In total, everything came to $999.99, with taxes, $1130.00. Not too bad of a deal, though I would imagine there’s always going to be “a better deal” depending on how you look at it. In any case, this is what I bought and what I will be talking about in the rest of this post.

In general I have been impressed with my D5200 so far. It’s been about 7-8 months since I bought it, and I use it on a regular basis (about 3-4 times a week). The camera is lightweight, compact, and carries a number of features that let you play with photography. However, all these factors can go both ways, and sometimes I wish some of them were not a factor and I’ll explain what I mean below.

Personally, the weight of a camera is something to consider for sure. You don’t want to be lugging around a camera that weighs a ton, nor do you want a camera that feels like there’s nothing inside. I would say the D5200 is on the lighter side, and to me part of its design was focused on appealing to those that don’t want a heavier camera.

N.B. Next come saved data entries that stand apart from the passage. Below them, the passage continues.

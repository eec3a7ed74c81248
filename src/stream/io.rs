//! Low-level byte order conversion and bounds-checked slice access.
//!
//! This module provides the endian-aware building blocks that [`crate::ByteStream`] is made of.
//! Every fixed-width codec of the stream reduces to one of the functions here, so the byte
//! order and width contract of the wire format is defined in exactly one place.
//!
//! # Key Components
//!
//! ## Core Trait
//! - [`crate::stream::io::Primitive`] - Endian-aware conversion between a primitive and its bytes
//!
//! ## Reading Functions
//! - [`crate::stream::io::read_bytes_at`] - Bounds-checked slice read with cursor advance
//! - [`crate::stream::io::read_le_at`] / [`crate::stream::io::read_be_at`] - Typed reads
//! - [`crate::stream::io::read_triad_le_at`] / [`crate::stream::io::read_triad_be_at`] - 24-bit reads
//!
//! ## Writing Functions
//! - [`crate::stream::io::write_le`] / [`crate::stream::io::write_be`] - Typed appends
//! - [`crate::stream::io::write_triad_le`] / [`crate::stream::io::write_triad_be`] - 24-bit appends
//!
//! ## Supported Types
//! The [`crate::stream::io::Primitive`] trait is implemented for:
//! - **Unsigned integers**: `u8`, `u16`, `u32`, `u64`
//! - **Signed integers**: `i8`, `i16`, `i32`, `i64`
//! - **Floating point**: `f32`, `f64`
//!
//! # Usage Examples
//!
//! ```rust
//! use binstream::stream::io::{read_be_at, read_le_at, write_be};
//!
//! let mut out = Vec::new();
//! write_be(&mut out, 0x1234u16);
//! assert_eq!(out, [0x12, 0x34]);
//!
//! let mut offset = 0;
//! let big: u16 = read_be_at(&out, &mut offset)?;
//! assert_eq!(big, 0x1234);
//!
//! offset = 0;
//! let little: u16 = read_le_at(&out, &mut offset)?;
//! assert_eq!(little, 0x3412);
//! # Ok::<(), binstream::Error>(())
//! ```
//!
//! # Error Handling
//!
//! All reading functions return [`crate::Error::BufferUnderrun`] if there are insufficient bytes
//! after the offset. The offset is only advanced when the read succeeds.

use crate::Result;

/// Bit mask selecting the 24 bits of a triad.
pub const TRIAD_MASK: u32 = 0x00FF_FFFF;

/// Width of a triad on the wire, in bytes.
pub const TRIAD_SIZE: usize = 3;

/// Trait for type-specific, endian-aware conversion between a primitive and its byte array.
///
/// Each implementation defines a `Bytes` associated type that represents the fixed-size
/// byte array required for that particular type (e.g., `[u8; 4]` for `u32`). Floats convert
/// through their IEEE-754 bit pattern, so every value (NaN payloads included) survives a
/// round-trip bit-exactly.
pub trait Primitive: Sized + Copy {
    /// Fixed-size byte array representation of the type.
    type Bytes: AsRef<[u8]> + for<'a> TryFrom<&'a [u8]>;

    /// Number of bytes this type occupies on the wire.
    const SIZE: usize;

    /// Build T from bytes in little-endian order
    fn from_le_bytes(bytes: Self::Bytes) -> Self;
    /// Build T from bytes in big-endian order
    fn from_be_bytes(bytes: Self::Bytes) -> Self;

    /// Convert T to bytes in little-endian order
    fn to_le_bytes(self) -> Self::Bytes;
    /// Convert T to bytes in big-endian order
    fn to_be_bytes(self) -> Self::Bytes;
}

macro_rules! impl_primitive {
    ($($ty:ty),* $(,)?) => {
        $(
            impl Primitive for $ty {
                type Bytes = [u8; std::mem::size_of::<$ty>()];

                const SIZE: usize = std::mem::size_of::<$ty>();

                fn from_le_bytes(bytes: Self::Bytes) -> Self {
                    <$ty>::from_le_bytes(bytes)
                }

                fn from_be_bytes(bytes: Self::Bytes) -> Self {
                    <$ty>::from_be_bytes(bytes)
                }

                fn to_le_bytes(self) -> Self::Bytes {
                    <$ty>::to_le_bytes(self)
                }

                fn to_be_bytes(self) -> Self::Bytes {
                    <$ty>::to_be_bytes(self)
                }
            }
        )*
    };
}

impl_primitive!(u8, i8, u16, i16, u32, i32, u64, i64, f32, f64);

/// Reads `len` bytes starting at `offset` and advances `offset` past them.
///
/// # Arguments
/// * `data` - The byte buffer to read from
/// * `offset` - Mutable reference to the read position (advanced only on success)
/// * `len` - Number of bytes to read
///
/// # Errors
/// Returns [`crate::Error::BufferUnderrun`] if fewer than `len` bytes remain after `offset`,
/// or if `offset` itself lies past the end of `data` (even for `len == 0`).
pub fn read_bytes_at<'a>(data: &'a [u8], offset: &mut usize, len: usize) -> Result<&'a [u8]> {
    if *offset > data.len() {
        log::debug!(
            "read of {} bytes at offset {} past end of {} byte buffer",
            len,
            *offset,
            data.len()
        );
        return Err(underrun_error!(len, 0));
    }

    let remaining = data.len() - *offset;
    if len > remaining {
        log::debug!(
            "buffer underrun at offset {}: requested {} bytes, {} remaining",
            *offset,
            len,
            remaining
        );
        return Err(underrun_error!(len, remaining));
    }

    let bytes = &data[*offset..*offset + len];
    *offset += len;
    Ok(bytes)
}

fn read_array_at<T: Primitive>(data: &[u8], offset: &mut usize) -> Result<T::Bytes> {
    let mut position = *offset;
    let bytes = read_bytes_at(data, &mut position, T::SIZE)?;

    let Ok(array) = <T::Bytes as TryFrom<&[u8]>>::try_from(bytes) else {
        return Err(underrun_error!(T::SIZE, bytes.len()));
    };

    *offset = position;
    Ok(array)
}

/// Reads a value of type `T` in little-endian byte order at `offset`, advancing the offset.
///
/// # Errors
/// Returns [`crate::Error::BufferUnderrun`] if there are insufficient bytes.
///
/// # Examples
///
/// ```rust
/// use binstream::stream::io::read_le_at;
///
/// let data = [0x01, 0x00, 0x02, 0x00];
/// let mut offset = 0;
/// let first: u16 = read_le_at(&data, &mut offset)?;
/// let second: u16 = read_le_at(&data, &mut offset)?;
/// assert_eq!((first, second, offset), (1, 2, 4));
/// # Ok::<(), binstream::Error>(())
/// ```
pub fn read_le_at<T: Primitive>(data: &[u8], offset: &mut usize) -> Result<T> {
    read_array_at::<T>(data, offset).map(T::from_le_bytes)
}

/// Reads a value of type `T` in big-endian byte order at `offset`, advancing the offset.
///
/// # Errors
/// Returns [`crate::Error::BufferUnderrun`] if there are insufficient bytes.
pub fn read_be_at<T: Primitive>(data: &[u8], offset: &mut usize) -> Result<T> {
    read_array_at::<T>(data, offset).map(T::from_be_bytes)
}

/// Appends `value` in little-endian byte order and returns the number of bytes written.
pub fn write_le<T: Primitive>(out: &mut Vec<u8>, value: T) -> usize {
    out.extend_from_slice(value.to_le_bytes().as_ref());
    T::SIZE
}

/// Appends `value` in big-endian byte order and returns the number of bytes written.
pub fn write_be<T: Primitive>(out: &mut Vec<u8>, value: T) -> usize {
    out.extend_from_slice(value.to_be_bytes().as_ref());
    T::SIZE
}

/// Reads an unsigned 24-bit big-endian value at `offset`, advancing the offset by 3.
///
/// # Errors
/// Returns [`crate::Error::BufferUnderrun`] if fewer than 3 bytes remain.
pub fn read_triad_be_at(data: &[u8], offset: &mut usize) -> Result<u32> {
    let bytes = read_bytes_at(data, offset, TRIAD_SIZE)?;
    Ok((u32::from(bytes[0]) << 16) | (u32::from(bytes[1]) << 8) | u32::from(bytes[2]))
}

/// Reads an unsigned 24-bit little-endian value at `offset`, advancing the offset by 3.
///
/// # Errors
/// Returns [`crate::Error::BufferUnderrun`] if fewer than 3 bytes remain.
pub fn read_triad_le_at(data: &[u8], offset: &mut usize) -> Result<u32> {
    let bytes = read_bytes_at(data, offset, TRIAD_SIZE)?;
    Ok(u32::from(bytes[0]) | (u32::from(bytes[1]) << 8) | (u32::from(bytes[2]) << 16))
}

/// Appends the low 24 bits of `value` in big-endian order. Higher bits are discarded.
pub fn write_triad_be(out: &mut Vec<u8>, value: u32) -> usize {
    let bytes = (value & TRIAD_MASK).to_be_bytes();
    out.extend_from_slice(&bytes[1..]);
    TRIAD_SIZE
}

/// Appends the low 24 bits of `value` in little-endian order. Higher bits are discarded.
pub fn write_triad_le(out: &mut Vec<u8>, value: u32) -> usize {
    let bytes = (value & TRIAD_MASK).to_le_bytes();
    out.extend_from_slice(&bytes[..TRIAD_SIZE]);
    TRIAD_SIZE
}

#[cfg(test)]
mod tests {
    use super::*;
    use crate::Error;

    const TEST_BUFFER: [u8; 8] = [0x01, 0x02, 0x03, 0x04, 0x05, 0x06, 0x07, 0x08];

    #[test]
    fn read_le_u16() {
        let mut offset = 0;
        let result = read_le_at::<u16>(&TEST_BUFFER, &mut offset).unwrap();
        assert_eq!(result, 0x0201);
        assert_eq!(offset, 2);
    }

    #[test]
    fn read_be_u16() {
        let mut offset = 0;
        let result = read_be_at::<u16>(&TEST_BUFFER, &mut offset).unwrap();
        assert_eq!(result, 0x0102);
        assert_eq!(offset, 2);
    }

    #[test]
    fn read_le_i32() {
        let mut offset = 0;
        let result = read_le_at::<i32>(&TEST_BUFFER, &mut offset).unwrap();
        assert_eq!(result, 0x0403_0201);
    }

    #[test]
    fn read_be_u64() {
        let mut offset = 0;
        let result = read_be_at::<u64>(&TEST_BUFFER, &mut offset).unwrap();
        assert_eq!(result, 0x0102_0304_0506_0708);
        assert_eq!(offset, 8);
    }

    #[test]
    fn read_sequential() {
        let mut offset = 0;
        let a = read_le_at::<u8>(&TEST_BUFFER, &mut offset).unwrap();
        let b = read_be_at::<u16>(&TEST_BUFFER, &mut offset).unwrap();
        let c = read_le_at::<u32>(&TEST_BUFFER, &mut offset).unwrap();
        assert_eq!(a, 0x01);
        assert_eq!(b, 0x0203);
        assert_eq!(c, 0x0706_0504);
        assert_eq!(offset, 7);
    }

    #[test]
    fn read_signed_sign_extends() {
        let data = [0xFF, 0xFE];
        let mut offset = 0;
        assert_eq!(read_be_at::<i16>(&data, &mut offset).unwrap(), -2);

        offset = 0;
        assert_eq!(read_le_at::<i16>(&data, &mut offset).unwrap(), -257);
    }

    #[test]
    fn read_out_of_bounds_keeps_offset() {
        let mut offset = 6;
        let result = read_le_at::<u32>(&TEST_BUFFER, &mut offset);
        assert!(matches!(
            result,
            Err(Error::BufferUnderrun {
                requested: 4,
                remaining: 2
            })
        ));
        assert_eq!(offset, 6);
    }

    #[test]
    fn read_with_offset_past_end() {
        let mut offset = 12;
        let result = read_bytes_at(&TEST_BUFFER, &mut offset, 1);
        assert!(matches!(
            result,
            Err(Error::BufferUnderrun {
                requested: 1,
                remaining: 0
            })
        ));
        assert_eq!(offset, 12);

        let result = read_bytes_at(&TEST_BUFFER, &mut offset, 0);
        assert!(matches!(
            result,
            Err(Error::BufferUnderrun {
                requested: 0,
                remaining: 0
            })
        ));
        assert_eq!(offset, 12);

        let mut offset = 5;
        assert!(read_bytes_at(&[1, 2, 3], &mut offset, 0).is_err());
        assert!(read_le_at::<u8>(&[1, 2, 3], &mut offset).is_err());
        assert!(read_triad_le_at(&[1, 2, 3], &mut offset).is_err());
        assert_eq!(offset, 5);
    }

    #[test]
    fn read_zero_bytes_at_end() {
        let mut offset = TEST_BUFFER.len();
        let bytes = read_bytes_at(&TEST_BUFFER, &mut offset, 0).unwrap();
        assert!(bytes.is_empty());
        assert_eq!(offset, TEST_BUFFER.len());
    }

    #[test]
    fn write_le_and_be() {
        let mut out = Vec::new();
        assert_eq!(write_le(&mut out, 0x1234u16), 2);
        assert_eq!(write_be(&mut out, 0x1234u16), 2);
        assert_eq!(write_be(&mut out, -1i32), 4);
        assert_eq!(out, [0x34, 0x12, 0x12, 0x34, 0xFF, 0xFF, 0xFF, 0xFF]);
    }

    #[test]
    fn float_bit_patterns() {
        let mut out = Vec::new();
        write_be(&mut out, 1.0f32);
        assert_eq!(out, [0x3F, 0x80, 0x00, 0x00]);

        out.clear();
        write_le(&mut out, 1.0f64);
        assert_eq!(out, [0x00, 0x00, 0x00, 0x00, 0x00, 0x00, 0xF0, 0x3F]);

        let nan = f32::from_bits(0x7FC0_1234);
        out.clear();
        write_le(&mut out, nan);
        let mut offset = 0;
        let back = read_le_at::<f32>(&out, &mut offset).unwrap();
        assert_eq!(back.to_bits(), 0x7FC0_1234);
    }

    #[test]
    fn triad_layout() {
        let mut out = Vec::new();
        write_triad_be(&mut out, 0x0012_3456);
        write_triad_le(&mut out, 0x0012_3456);
        assert_eq!(out, [0x12, 0x34, 0x56, 0x56, 0x34, 0x12]);

        let mut offset = 0;
        assert_eq!(read_triad_be_at(&out, &mut offset).unwrap(), 0x12_3456);
        assert_eq!(read_triad_le_at(&out, &mut offset).unwrap(), 0x12_3456);
        assert_eq!(offset, 6);
    }

    #[test]
    fn triad_write_masks_high_bits() {
        let mut out = Vec::new();
        write_triad_be(&mut out, 0xAB12_3456);
        assert_eq!(out, [0x12, 0x34, 0x56]);

        out.clear();
        write_triad_le(&mut out, 0xFFFF_FFFF);
        assert_eq!(out, [0xFF, 0xFF, 0xFF]);
    }

    #[test]
    fn triad_underrun() {
        let mut offset = 0;
        assert!(matches!(
            read_triad_le_at(&[0x01, 0x02], &mut offset),
            Err(Error::BufferUnderrun { .. })
        ));
        assert_eq!(offset, 0);
    }
}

It’s smaller than my dad’s D90 (and maybe that’s because the D90 has its own focusing motor), but not too small in that it feels like a toy. You get a nice grip on the camera with just one hand, and you can take many shots without feeling like you have to use both hands. Overall, I would say it’s light, but has substance to it.

I admit that I haven’t played around with all of the features that come with the D5200. There are special effects you can use to produce a type of picture or change the colour in some way, but I guess because I’m focusing on understanding ISO, Aperture, and shutter-speed I haven’t looked at them.

The D5200 comes with a folding and reversible LCD screen, something that the lower version D3200 doesn’t have. This may not be much of a purchasing factor depending on your preferences, but I like it. The screen doesn’t get in the way when I’m looking through the viewfinder, and I don’t have to get any nose grease on the screen. I can also position the LCD in a direction that best suits the situation, like tilting it upwards or lifting it above my head for an overhead shot.

My overall impression of the camera is good. I like form-factor, I like the LCD swivel screen, and I like that it feels powerful but lightweight. I am impressed by Nikon’s production quality; it doesn’t feel cheap despite it having a plastic outer shell. I would definitely recommend it to someone just starting out in photography and wants a good mid-to-lower range SLR.